CALCIO DOTTO - MI GIOCO FACCIA E (EVENTUALE) REPUTAZIONE. LA ROMA DI RUDI GARCIA DOMANI SERA FARÀ IMPAZZIRE DI GIOIA I SUOI TIFOSI E L’OLIMPICO SARÀ UNA FESTA. ORA VI RACCONTO PERCHÉ
Giancarlo Dotto per Dagospia
Mi gioco faccia e (eventuale) reputazione. La Roma di Rudi Garcia domani sera farà impazzire di gioia i suoi tifosi e l’Olimpico sarà una festa. Non dovesse accadere, chiedo a tutti i gabbiani di Trastevere e Testaccio di scaricarmi addosso fino a domenica inclusa i loro schifosi escrementi per punirmi di tanta vaticinante tracotanza. Lo so che la Roma passerà e ora vi racconto perché.

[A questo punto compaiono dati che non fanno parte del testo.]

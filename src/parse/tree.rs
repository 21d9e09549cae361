//! Traversal and typed access over an untyped JSON payload.
//!
//! Nothing here assumes a schema: every accessor checks the type it finds and
//! returns `None` otherwise.

use serde_json::{Map, Value};

/// Depth-first iterator over every object in a JSON tree.
///
/// Objects are yielded before their children; arrays are descended into but
/// never yielded; scalars yield nothing. Order follows the payload's own key
/// and element order.
#[derive(Debug, Clone)]
pub struct Records<'a> {
    stack: Vec<&'a Value>,
}

impl<'a> Iterator for Records<'a> {
    type Item = &'a Map<String, Value>;

    fn next(&mut self) -> Option<Self::Item> {
        while let Some(value) = self.stack.pop() {
            match value {
                Value::Object(map) => {
                    self.stack.extend(map.values().rev());
                    return Some(map);
                }
                Value::Array(items) => self.stack.extend(items.iter().rev()),
                _ => {}
            }
        }
        None
    }
}

/// Walks `value` and yields every embedded object, starting with `value` itself.
///
/// Calling `walk` again restarts the traversal.
pub fn walk(value: &Value) -> Records<'_> {
    Records { stack: vec![value] }
}

/// Follows a dot-separated path of object keys.
pub fn deep_get<'a>(value: &'a Value, path: &str) -> Option<&'a Value> {
    path.split('.')
        .try_fold(value, |current, key| current.as_object()?.get(key))
}

/// Whether `value` is a JSON integer (not a float, not a bool).
pub fn is_integer(value: &Value) -> bool {
    value.is_i64() || value.is_u64()
}

/// `map[key]` as an `i64`, if it is an integer that fits.
pub fn get_i64(map: &Map<String, Value>, key: &str) -> Option<i64> {
    map.get(key).and_then(Value::as_i64)
}

/// `map[key]` as a string slice.
pub fn get_str<'a>(map: &'a Map<String, Value>, key: &str) -> Option<&'a str> {
    map.get(key).and_then(Value::as_str)
}

/// `map[key]` as a boolean.
pub fn get_bool(map: &Map<String, Value>, key: &str) -> Option<bool> {
    map.get(key).and_then(Value::as_bool)
}

/// `map[key]` if present and not `null`.
pub fn get_present<'a>(map: &'a Map<String, Value>, key: &str) -> Option<&'a Value> {
    map.get(key).filter(|value| !value.is_null())
}

/// Integers pass through; all-digit strings are parsed; everything else is `None`.
pub fn coerce_int(value: &Value) -> Option<i64> {
    match value {
        Value::Number(n) => n.as_i64(),
        Value::String(s) if !s.is_empty() && s.bytes().all(|b| b.is_ascii_digit()) => {
            s.parse().ok()
        }
        _ => None,
    }
}
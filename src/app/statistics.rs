//! Refresh statistics printing.

use log::info;
use strum::IntoEnumIterator;

use crate::error_handling::{InfoType, RefreshStats, WarningType};

/// Logs every non-zero warning and info counter.
pub fn print_refresh_statistics(stats: &RefreshStats) {
    let total_warnings = stats.total_warnings();
    let total_info = stats.total_info();

    if total_warnings > 0 {
        info!("Warning Counts ({} total):", total_warnings);
        for warning_type in WarningType::iter() {
            let count = stats.get_warning_count(warning_type);
            if count > 0 {
                info!("   {}: {}", warning_type.as_str(), count);
            }
        }
    }

    if total_info > 0 {
        info!("Info Counts ({} total):", total_info);
        for info_type in InfoType::iter() {
            let count = stats.get_info_count(info_type);
            if count > 0 {
                info!("   {}: {}", info_type.as_str(), count);
            }
        }
    }
}

#[cfg(test)]
mod tests {
    use super::*;

    #[test]
    fn test_print_refresh_statistics_empty() {
        let stats = RefreshStats::new();
        // Should not panic when nothing was counted
        print_refresh_statistics(&stats);
    }

    #[test]
    fn test_print_refresh_statistics_all_types() {
        let stats = RefreshStats::new();
        stats.increment_warning(WarningType::UploadFetchFailed);
        stats.increment_info(InfoType::CandidateFallback);
        stats.add_info(InfoType::ModelsTruncated, 4);
        print_refresh_statistics(&stats);
        assert_eq!(stats.total_info(), 5);
    }
}
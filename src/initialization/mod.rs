//! Application initialization and resource setup.
//!
//! This module provides functions to initialize shared resources:
//! - The HTTP client (user-agent, timeouts, TLS)
//! - The logger (plain or JSON)

mod client;
mod logger;

// Re-export public API
pub use client::init_client;
pub use logger::init_logger_with;
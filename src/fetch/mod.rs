//! Page fetching.
//!
//! This module provides:
//! - `PageFetcher`: authenticated GETs with the normalized cookie
//! - Candidate-URL fallback over equivalent endpoints (`FetchTarget`)
//! - `__NEXT_DATA__` payload extraction
//!
//! Every request carries an explicit timeout. Dropping a pending future aborts
//! the underlying request.

mod candidates;
mod next_data;

use std::sync::Arc;
use std::time::Duration;

use log::{debug, log, Level};
use reqwest::header::{HeaderMap, CONTENT_TYPE, COOKIE, LOCATION, SERVER};
use serde_json::Value;

use crate::config::{BODY_SNIPPET_MAX_LEN, MAX_RESPONSE_BODY_SIZE};
use crate::error_handling::{FetchError, RefreshStats};
use crate::utils::{compact_snippet, cookie_fingerprint, normalize_cookie};

// Re-export public API
pub use candidates::{try_candidates, FetchTarget};
pub use next_data::extract_next_data;

const HEADER_CF_RAY: &str = "cf-ray";
const SNIPPET_READ_LIMIT: usize = 64 * 1024;

fn header_str<'a>(headers: &'a HeaderMap, name: impl reqwest::header::AsHeaderName) -> &'a str {
    headers
        .get(name)
        .and_then(|v| v.to_str().ok())
        .unwrap_or("-")
}

/// Reads at most `SNIPPET_READ_LIMIT` bytes of an error body for logging.
///
/// Read failures just end the snippet early.
async fn read_snippet(mut response: reqwest::Response) -> String {
    let mut buf = Vec::new();
    while buf.len() < SNIPPET_READ_LIMIT {
        match response.chunk().await {
            Ok(Some(chunk)) => buf.extend_from_slice(&chunk),
            Ok(None) | Err(_) => break,
        }
    }
    compact_snippet(&String::from_utf8_lossy(&buf), BODY_SNIPPET_MAX_LEN)
}

/// Fetches MakerWorld pages with the configured client and cookie.
#[derive(Clone)]
pub struct PageFetcher {
    client: reqwest::Client,
    cookie: String,
    stats: Arc<RefreshStats>,
}

impl PageFetcher {
    /// Creates a fetcher. The raw cookie is normalized here, once.
    pub fn new(client: reqwest::Client, raw_cookie: &str, stats: Arc<RefreshStats>) -> Self {
        let cookie = normalize_cookie(raw_cookie);
        debug!("Page fetcher ready: cookie={}", cookie_fingerprint(&cookie));
        Self {
            client,
            cookie,
            stats,
        }
    }

    pub fn stats(&self) -> &RefreshStats {
        &self.stats
    }

    /// GETs one URL and returns its body.
    ///
    /// # Errors
    ///
    /// - `FetchError::Transport` on connection failure or timeout
    /// - `FetchError::Status` on a 4xx/5xx response, whatever its body
    /// - `FetchError::BodyTooLarge` past `MAX_RESPONSE_BODY_SIZE` (successful responses only)
    pub async fn get_html(&self, url: &str, timeout: Duration) -> Result<String, FetchError> {
        debug!(
            "Request start: url={} timeout={}s cookie={}",
            url,
            timeout.as_secs(),
            cookie_fingerprint(&self.cookie)
        );

        let mut request = self.client.get(url).timeout(timeout);
        if !self.cookie.is_empty() {
            request = request.header(COOKIE, self.cookie.as_str());
        }

        let transport = |source| FetchError::Transport {
            url: url.to_string(),
            source,
        };
        let response = request.send().await.map_err(transport)?;

        let status = response.status();
        let response_url = response.url().to_string();
        if status.is_client_error() || status.is_server_error() {
            let headers = response.headers().clone();
            let snippet = read_snippet(response).await;
            let err = FetchError::Status {
                url: url.to_string(),
                status: status.as_u16(),
            };
            // 403/404 are routine while walking candidates.
            let level = if err.is_fallback_eligible() {
                Level::Debug
            } else {
                Level::Warn
            };
            log!(
                level,
                "HTTP error: status={} request_url={} response_url={} content_type={} server={} cf_ray={} location={} cookie={} body_snippet={}",
                status,
                url,
                response_url,
                header_str(&headers, CONTENT_TYPE),
                header_str(&headers, SERVER),
                header_str(&headers, HEADER_CF_RAY),
                header_str(&headers, LOCATION),
                cookie_fingerprint(&self.cookie),
                snippet
            );
            return Err(err);
        }

        if let Some(declared) = response.content_length() {
            if declared > MAX_RESPONSE_BODY_SIZE as u64 {
                return Err(FetchError::BodyTooLarge {
                    url: url.to_string(),
                    size: usize::try_from(declared).unwrap_or(usize::MAX),
                });
            }
        }
        let bytes = response.bytes().await.map_err(transport)?;
        if bytes.len() > MAX_RESPONSE_BODY_SIZE {
            return Err(FetchError::BodyTooLarge {
                url: url.to_string(),
                size: bytes.len(),
            });
        }
        let body = String::from_utf8_lossy(&bytes).into_owned();

        debug!(
            "Request success: request_url={} response_url={} status={} body_len={}",
            url,
            response_url,
            status,
            body.len()
        );
        Ok(body)
    }

    /// GETs one URL and parses its `__NEXT_DATA__` payload.
    pub async fn get_next_data(&self, url: &str, timeout: Duration) -> Result<Value, FetchError> {
        let html = self.get_html(url, timeout).await?;
        extract_next_data(&html, url)
    }

    /// Fetches raw HTML from the first working candidate.
    ///
    /// Returns the body and the URL that served it.
    pub async fn fetch_html(&self, target: &FetchTarget) -> Result<(String, String), FetchError> {
        let timeout = target.timeout;
        try_candidates(target, &self.stats, |url| async move {
            self.get_html(&url, timeout).await
        })
        .await
    }

    /// Fetches and parses the `__NEXT_DATA__` payload from the first working candidate.
    ///
    /// A candidate whose page lacks a valid payload counts as a failed attempt.
    pub async fn fetch_structured_payload(
        &self,
        target: &FetchTarget,
    ) -> Result<(Value, String), FetchError> {
        let timeout = target.timeout;
        let (payload, url) = try_candidates(target, &self.stats, |url| async move {
            self.get_next_data(&url, timeout).await
        })
        .await?;
        debug!(
            "{} payload from {} (top-level keys: {:?})",
            target.label,
            url,
            payload
                .as_object()
                .map(|m| m.keys().cloned().collect::<Vec<_>>())
                .unwrap_or_default()
        );
        Ok((payload, url))
    }
}
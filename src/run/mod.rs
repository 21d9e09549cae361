//! Refresh cycle.
//!
//! One refresh is a single linear pass:
//! profile → summary → upload references (best-effort) → per-model metrics
//! (best-effort per model) → ranking → snapshot.
//!
//! Only the profile fetch and its user-info record are load-bearing. Every other
//! failure is logged, counted in `RefreshStats`, and reflected as missing data.

mod model;
mod ranking;
mod summary;

use std::collections::BTreeSet;
use std::sync::Arc;

use chrono::Utc;
use futures::stream::{self, StreamExt};
use log::{debug, info, warn};

use crate::config::{Config, USER_INFO_PATH};
use crate::error_handling::{
    FetchError, InfoType, InitializationError, RefreshError, RefreshStats, WarningType,
};
use crate::fetch::{FetchTarget, PageFetcher};
use crate::initialization::init_client;
use crate::models::{
    FailedModel, ModelOutcome, ModelRecord, ModelReference, RefreshSnapshot, RefreshTrace,
};
use crate::parse::{deep_get, merge_refs, refs_from_html, refs_from_next_data, ReferenceSet};

// Re-export public API
pub use model::{fetch_model_metrics, model_record};
pub use ranking::{rank, top_by};
pub use summary::{extract_diagnostics, extract_summary};

/// Runs refresh cycles for one configured user.
///
/// Holds no state between cycles apart from the configuration, the HTTP client,
/// and the diagnostic sink supplied by the caller. Dropping a pending refresh
/// future cancels its in-flight requests.
///
/// # Example
///
/// ```no_run
/// use std::sync::Arc;
/// use makerworld_stats::{Config, RefreshStats, Refresher};
///
/// # async fn example() -> Result<(), Box<dyn std::error::Error>> {
/// let config = Config {
///     user: "@alice".to_string(),
///     cookie: std::fs::read_to_string("cookie.txt")?,
///     ..Default::default()
/// };
/// let refresher = Refresher::from_config(config, Arc::new(RefreshStats::new()))?;
/// let snapshot = refresher.refresh().await?;
/// println!("{} models", snapshot.models);
/// # Ok(())
/// # }
/// ```
pub struct Refresher {
    config: Config,
    fetcher: PageFetcher,
}

impl Refresher {
    pub fn new(config: Config, client: reqwest::Client, stats: Arc<RefreshStats>) -> Self {
        let fetcher = PageFetcher::new(client, &config.cookie, stats);
        Self { config, fetcher }
    }

    /// Builds the HTTP client from `config` and wraps it in a refresher.
    pub fn from_config(
        config: Config,
        stats: Arc<RefreshStats>,
    ) -> Result<Self, InitializationError> {
        let client = init_client(&config)?;
        Ok(Self::new(config, client, stats))
    }

    pub fn config(&self) -> &Config {
        &self.config
    }

    pub fn stats(&self) -> &RefreshStats {
        self.fetcher.stats()
    }

    /// Runs one refresh cycle and returns its snapshot.
    ///
    /// # Errors
    ///
    /// - `RefreshError::Fetch` if no profile candidate yields a payload
    /// - `RefreshError::MissingUserInfo` if the payload has no user-info record
    pub async fn refresh(&self) -> Result<RefreshSnapshot, RefreshError> {
        self.refresh_with_trace().await.map(|(snapshot, _)| snapshot)
    }

    /// Runs one refresh cycle and also reports how it got there.
    pub async fn refresh_with_trace(
        &self,
    ) -> Result<(RefreshSnapshot, RefreshTrace), RefreshError> {
        let origin = self.config.origin();
        let subject = self.config.subject();
        let timeout = self.config.timeout();
        let stats = self.stats();
        let mut trace = RefreshTrace::default();

        debug!("Starting refresh for user '{}' at {}", subject, origin);

        let (profile, profile_url) = self
            .fetcher
            .fetch_structured_payload(&FetchTarget::profile(origin, subject, timeout))
            .await?;
        trace.profile_url = profile_url;

        let Some(user_info) = deep_get(&profile, USER_INFO_PATH).and_then(|v| v.as_object())
        else {
            debug!(
                "Profile payload keys under props.pageProps: {:?}",
                deep_get(&profile, "props.pageProps")
                    .and_then(|v| v.as_object())
                    .map(|m| m.keys().collect::<Vec<_>>())
            );
            return Err(RefreshError::MissingUserInfo);
        };

        let summary = extract_summary(user_info, &profile, stats);
        let diagnostics = extract_diagnostics(user_info);

        let merged = self.collect_references(&mut trace).await;
        let total_models = merged.len();
        debug!("Merged model refs before max_models limit: {}", total_models);

        let mut refs = merged.into_sorted();
        if let Some(limit) = self.config.model_limit() {
            if refs.len() > limit {
                stats.add_info(InfoType::ModelsTruncated, refs.len() - limit);
                refs.truncate(limit);
                debug!("Applied max_models={}, scanning {} refs", limit, refs.len());
            }
        }
        trace.resolved_model_refs = refs.len();

        let outcomes: Vec<ModelOutcome> = stream::iter(&refs)
            .map(|reference| self.model_outcome(reference))
            .buffered(self.config.model_concurrency.max(1))
            .collect()
            .await;

        let records: Vec<&ModelRecord> = outcomes.iter().filter_map(ModelOutcome::record).collect();
        let top = rank(&records);
        trace.parsed_models = records.len();

        info!(
            "Refreshed '{}': {} model(s), {} fetched",
            subject,
            total_models,
            records.len()
        );

        let snapshot = RefreshSnapshot {
            summary,
            top,
            models: total_models,
            diagnostics,
            last_update: Utc::now(),
        };
        trace.models = outcomes;
        Ok((snapshot, trace))
    }

    /// Upload-page references from both the HTML anchors and the payload.
    ///
    /// Best-effort: a failure keeps whatever was collected before it.
    async fn collect_references(&self, trace: &mut RefreshTrace) -> ReferenceSet {
        let origin = self.config.origin();
        let subject = self.config.subject();
        let timeout = self.config.timeout();

        let mut from_html = BTreeSet::new();
        let mut from_next_data = ReferenceSet::new();

        let upload: Result<(), FetchError> = async {
            let target = FetchTarget::uploads("upload page", origin, subject, timeout);
            let (html, url) = self.fetcher.fetch_html(&target).await?;
            from_html = refs_from_html(&html);
            trace.upload_url = Some(url);

            let target = FetchTarget::uploads("upload data", origin, subject, timeout);
            let (payload, _) = self.fetcher.fetch_structured_payload(&target).await?;
            from_next_data = refs_from_next_data(&payload);
            Ok(())
        }
        .await;

        if let Err(e) = upload {
            warn!(
                "Failed to load upload data for user '{}'; continuing with profile summary only. Profile URL: {}. Error: {}",
                subject, trace.profile_url, e
            );
            self.stats().increment_warning(WarningType::UploadFetchFailed);
            trace.upload_error = Some(e.to_string());
        }

        debug!(
            "Upload refs extracted: html={} next_data={}",
            from_html.len(),
            from_next_data.len()
        );
        let (merged, html_only) = merge_refs(from_next_data, &from_html);
        self.stats().add_info(InfoType::HtmlOnlyReference, html_only);
        merged
    }

    async fn model_outcome(&self, reference: &ModelReference) -> ModelOutcome {
        match fetch_model_metrics(
            &self.fetcher,
            self.config.origin(),
            reference,
            self.config.timeout(),
        )
        .await
        {
            Ok(record) => ModelOutcome::Fetched(record),
            Err(e) => {
                debug!(
                    "Failed model metrics fetch for id={} slug={}: {}",
                    reference.id, reference.slug, e
                );
                self.stats().increment_warning(WarningType::ModelFetchFailed);
                ModelOutcome::Failed(FailedModel {
                    id: reference.id,
                    slug: reference.slug.clone(),
                    title: reference.title.clone(),
                    error: e.to_string(),
                })
            }
        }
    }
}
//! `__NEXT_DATA__` extraction.
//!
//! MakerWorld is a Next.js site: every page ships its complete data graph as
//! JSON inside `<script id="__NEXT_DATA__">`. Reading that script is far more
//! stable than scraping the rendered markup.

use std::sync::LazyLock;

use scraper::{Html, Selector};
use serde_json::Value;

use crate::config::NEXT_DATA_SELECTOR_STR;
use crate::error_handling::FetchError;
use crate::utils::parse_selector_unsafe;

static NEXT_DATA_SELECTOR: LazyLock<Selector> =
    LazyLock::new(|| parse_selector_unsafe(NEXT_DATA_SELECTOR_STR, "__NEXT_DATA__ extraction"));

/// Parses the `__NEXT_DATA__` payload out of a page's HTML.
///
/// # Errors
///
/// - `FetchError::MissingNextData` if the script is absent or has no text
/// - `FetchError::InvalidNextData` if the text is not valid JSON
pub fn extract_next_data(html: &str, url: &str) -> Result<Value, FetchError> {
    // Html is not Send; keep it inside this synchronous scope.
    let text: String = {
        let document = Html::parse_document(html);
        document
            .select(&NEXT_DATA_SELECTOR)
            .next()
            .map(|script| script.text().collect())
            .unwrap_or_default()
    };

    if text.trim().is_empty() {
        return Err(FetchError::MissingNextData {
            url: url.to_string(),
        });
    }

    serde_json::from_str(&text).map_err(|source| FetchError::InvalidNextData {
        url: url.to_string(),
        source,
    })
}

Garcia, Totti, De Rossi, Florenzi e tutti gli altri lo devono a sé, prima che ai loro tifosi. Aggiungo Walter Sabatini. Lui è contagioso anche da distanza. Sanno di essere una grande squadra, ma hanno bisogno di darsi una prova inequivocabile, un poster gigante da inchiodare nella mente, perché quello che sanno diventi quello che sono. La partita con il Manchester City arriva ideale. Non ci sono scuse.
Questa Roma deve anche brutalmente rispondere alla parte mortifera e antropofaga della città, quella dotata di tastiere e microfoni. Non tutti, certo, ma i più rumorosi, quelli che riescono a certificare la propria esistenza solo arruolandosi in un plotone d’esecuzione. I bersagli cambiano, la sete di sangue mai.
Gentucola che ha un solo modo di rimpinzare il proprio ego malconcio, sparare e massacrare. E’ questo miserabile luna-park il peggio della Roma pallonara. L’ultima grande novità, in fatto di entità da impallinare, è Rudi Garcia (De Rossi ci ha fatto il callo o forse no, sicuramente no, ce ne sono di pieghe amare sotto la barba).
Venerato fino poche settimane fa, si dice e si mormora del francese di sangue andaluso che si è “romanizzato”, che è diventato “arrogante” e che, soprattutto, si è “innamorato”, che a Roma equivale a dire “rincoglionito”. Si rimprovera a Garcia quello per cui lo si celebrava fino a ieri. Di essere stato temerario contro il Bayern, suicida nell’aggiudicarsi uno scudetto non ancora vinto, pazzo e sconsiderato nelle scelte a Mosca e con il Sassuolo.
Cecchini di ogni sponda ci spiegano con la solita, infallibile scienza del poi che il tecnico romanista ha privilegiato il Manchester al Sassuolo. Ridicolo. Garcia voleva quella vittoria sabato sera più di ogni altra cosa. Parliamo di un uomo che fa dell’ottimismo il suo metodo e dell’empatia la sua chiave d’accesso.
Lui ha davvero una fiducia esagerata nella sua banda e la formazione che ha scelto gli dava tutte le garanzie possibili. Non poteva prevedere che De Sanctis inciampasse in quella gaffe da presunzione (tipica di un uomo la cui personalità è più forte del talento di portiere) e che Destro si nascondesse tutto il tempo.
EMPOLI ROMA NAINGGOLAN DE ROSSI PJANIC
L’ottimismo di Garcia non è la mortadella negli occhi del fesso ma un esercizio ascetico di grande livello. Serve a questa città come un elisir di vita. Ha salvato la chiesa Roma più che depressa di un anno e mezzo fa e sappiamo dove l’ha sospinta dove nessuno immaginava.
E’ vero, qua e là, può anche essere il suo limite (è sottile il bordo tra la preghiera dell’ottimista e lo slancio suicida), ma è quanto di meglio Roma e la Roma possano augurarsi da qui all’eternità, un allenatore straniero (ma straniero davvero, alla Camus, senza codici da spartire), che ama la vita e se ne fotte dei fegatosi pettegoli e amplificati. Uno straniero che, però, sente quando è il momento di non esserlo più, sotto la Sud.